School teachers throughout the country recently held brainstorming sessions as part of a voluntary effort to promote educational reform. Reports and discussions at those meetings, attended by members of the Japan Teachers Union (Nikkyoso) and the National Teachers Union (Zenkyo), reinforced the perception that the government’s attempt at reform, particularly a legislative package now before the Diet, is far removed from classroom realities.
As it stands, the official campaign for educational reform is long on rhetoric and short on substance. If it really means what it says, the government should funnel more money and staff into the school system to address children’s pressing needs. It is also essential to create smaller classes, so that teachers can pay closer attention to children’s worries and problems.
In a session on the “classroom breakdown” phenomenon, a fourth-grade teacher reported on an emotionally unstable boy who often “snaps” and turns violent. The student lives with his divorced mother, who earns her living as a dump-truck driver. As an only child, he is lonely at home. He eats breakfast alone because his mother leaves early for work. He has little time to spend with her at night because she also goes to bed early. Yet the boy comes to school every day, looking cheerful. Knowledge of his family situation has changed the teacher’s attitude toward him to one of admiration.
A first-grade teacher class reported how a violence-prone child craved loving attention. “This student,” he said, “often slipped out of the classroom because deep down he wanted me to come running after him. When I tried to touch him in a gesture of disapproval,” the teacher added, “he would hug me.” Another child, who repeatedly asks to be carried piggyback, is also hungry for affection, the teacher noted, because his mother works nights. When he was in kindergarten, he lived at a baby-care institution. Now he eats supper with his younger sister at a baby sitter’s house before going home.
Troubled children have specific problems and concerns. Teachers must understand why they feel and behave the way they do, and try to help alleviate or resolve their difficulties. Punishing such children by suspending them from school, as proposed by a government bill, is a makeshift measure that skirts the questions at stake: What should be done to help problem children? And how can teachers form one-on-one relationships with students?
Teachers must help parents as well, instead of blaming them for their children’s problems. A report on one truant student says she stopped going to school because she was afraid her mother might leave her while she was gone — a fear the mother herself had experienced as a child. “I received little attention from my mother,” the report quoted the girl as saying. “I was afraid she might leave me any time.” The reporting teacher called for sympathy toward parents, saying, “Children cannot become independent unless their parents find relief from their own traumas.”

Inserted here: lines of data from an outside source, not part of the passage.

use serde::{Deserialize, Serialize};
use serde_json::Value as JsonValue;

/// What happened, with a details shape specific to each kind.
///
/// Serialises adjacently tagged: `{"action": "updated", "details": {...}}`.
/// Storage keeps the tag and the details in separate columns.
#[derive(Debug, Clone, PartialEq, Serialize, Deserialize)]
#[serde(tag = "action", content = "details", rename_all = "snake_case")]
pub enum Action {
    Created {
        name: String,
        #[serde(default, skip_serializing_if = "Option::is_none")]
        reference: Option<String>,
    },
    /// Only field names are kept, never before/after values.
    Updated { updated_fields: Vec<String> },
    Deleted {
        name: String,
        #[serde(default, skip_serializing_if = "Option::is_none")]
        reference: Option<String>,
    },
    Registered { email: String, company_name: String },
    Login { email: String },
    BulkImport { total: u64, success: u64, failed: u64 },
    Completed {
        #[serde(default)]
        result: Option<String>,
    },
    RoleChanged { role: String },
    Deactivated { email: String },
}

impl Action {
    pub fn kind(&self) -> &'static str {
        match self {
            Action::Created { .. } => "created",
            Action::Updated { .. } => "updated",
            Action::Deleted { .. } => "deleted",
            Action::Registered { .. } => "registered",
            Action::Login { .. } => "login",
            Action::BulkImport { .. } => "bulk_import",
            Action::Completed { .. } => "completed",
            Action::RoleChanged { .. } => "role_changed",
            Action::Deactivated { .. } => "deactivated",
        }
    }

    /// Split into the `(action, details)` column pair.
    pub fn to_parts(&self) -> Result<(&'static str, JsonValue), serde_json::Error> {
        let mut value = serde_json::to_value(self)?;
        let details = value
            .get_mut("details")
            .map(JsonValue::take)
            .unwrap_or(JsonValue::Null);
        Ok((self.kind(), details))
    }

    pub fn from_parts(kind: &str, details: JsonValue) -> Result<Self, serde_json::Error> {
        serde_json::from_value(serde_json::json!({ "action": kind, "details": details }))
    }
}
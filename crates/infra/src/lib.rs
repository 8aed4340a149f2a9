//! Infrastructure layer: storage adapters and application services.
//!
//! Two interchangeable backends sit behind the same traits: in-memory (tests
//! and local dev) and Postgres via `sqlx`. Both take a
//! [`jarvis_core::TenantContext`] on every data access.

pub mod accounts;
pub mod activity;
pub mod error;
pub mod schema;
pub mod services;
pub mod store;

pub use accounts::{
    AccountDirectory, AccountStore, InMemoryAccountStore, PgAccountStore, Tenant, User, UserChange,
};
pub use activity::PgActivityLog;
pub use error::{StoreError, map_sqlx_error};
pub use services::{
    AccountService, Backend, BulkImportError, BulkImportReport, CONFLICT_MESSAGE, Crm, INTERNAL_MESSAGE,
    INVALID_REFERENCE_MESSAGE, LoginRequest, NewUser, Profile, References, RegisterRequest, ResourceService,
    ServiceError, Session,
};
pub use store::{MemoryStore, PgRecord, PgStore, ResourceStore};
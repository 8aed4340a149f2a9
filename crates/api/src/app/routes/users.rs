//! Tenant user administration. Every route here is admin-only.

use std::sync::Arc;

use axum::{
    extract::{Extension, Path},
    http::StatusCode,
    response::{IntoResponse, Response},
    routing::{get, post, put},
    Json, Router,
};

use jarvis_core::TenantContext;
use jarvis_infra::{Crm, NewUser};

use crate::app::dto::{Body, PageQuery, Params, RoleRequest, parse_user_id};
use crate::app::errors::{ApiError, audited};
use crate::authz::Admin;
use crate::context::ClientMeta;

pub fn router() -> Router {
    Router::new()
        .route("/", get(list_users).post(create_user))
        .route("/:id/role", put(change_role))
        .route("/:id/deactivate", post(deactivate))
}

pub async fn list_users(
    Extension(crm): Extension<Arc<Crm>>,
    Extension(ctx): Extension<TenantContext>,
    _admin: Admin,
    Params(query): Params<PageQuery>,
) -> Result<Response, ApiError> {
    let page = crm.accounts.list_users(&ctx, query.pagination()).await?;
    Ok(Json(page).into_response())
}

pub async fn create_user(
    Extension(crm): Extension<Arc<Crm>>,
    Extension(ctx): Extension<TenantContext>,
    Admin(identity): Admin,
    ClientMeta(meta): ClientMeta,
    Body(new): Body<NewUser>,
) -> Result<Response, ApiError> {
    let created = crm.accounts.create_user(&ctx, identity.user_id, meta, new).await?;
    Ok(audited(StatusCode::CREATED, created))
}

pub async fn change_role(
    Extension(crm): Extension<Arc<Crm>>,
    Extension(ctx): Extension<TenantContext>,
    Admin(identity): Admin,
    ClientMeta(meta): ClientMeta,
    Path(id): Path<String>,
    Body(body): Body<RoleRequest>,
) -> Result<Response, ApiError> {
    let id = parse_user_id(&id)?;
    let updated = crm
        .accounts
        .change_role(&ctx, identity.user_id, meta, id, body.role)
        .await?;
    Ok(audited(StatusCode::OK, updated))
}

pub async fn deactivate(
    Extension(crm): Extension<Arc<Crm>>,
    Extension(ctx): Extension<TenantContext>,
    Admin(identity): Admin,
    ClientMeta(meta): ClientMeta,
    Path(id): Path<String>,
) -> Result<Response, ApiError> {
    let id = parse_user_id(&id)?;
    let user = crm.accounts.deactivate(&ctx, identity.user_id, meta, id).await?;
    Ok(audited(StatusCode::OK, user))
}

The question that remains is how to support children, parents and teachers. Semantic changes to the Social Education Law, such as inserting the phrase “enhancing home education,” or distributing gimmicks like “home-education notebooks” are not effective ways to address the question.
The study meetings highlighted the importance of children accumulating firsthand experience. A report from a junior high school teacher describing how students organized a school event on their own initiative said: “The children did everything for themselves, acquiring an experience that far exceeded my expectations.” It also said: “A teacher fears that children might bungle things if they are allowed to do everything for themselves. Letting them make their own decisions is a serious challenge to teachers’ outlook on education.”
To these observations, according to a report, students responded positively, saying in effect how much they enjoy doing things on their own, not only for themselves but for others. At the same time, they acknowledged the difficulty of teamwork, of doing things collectively for a common purpose.
What is important is for children to think and act on their own. A bill aimed at promoting volunteer activity on-campus and in local communities would effectively impose such activity on all students. But independent-minded children can be developed only through independent thinking and trial-and-error experience, not through “forced voluntarism.”
Much of the reform package is a Band-Aid. It could worsen the problems, depending on how it is applied. With a national election coming up, passage of the package may help the governing parties build a track record of sorts, but it would do little to resolve the crisis in education.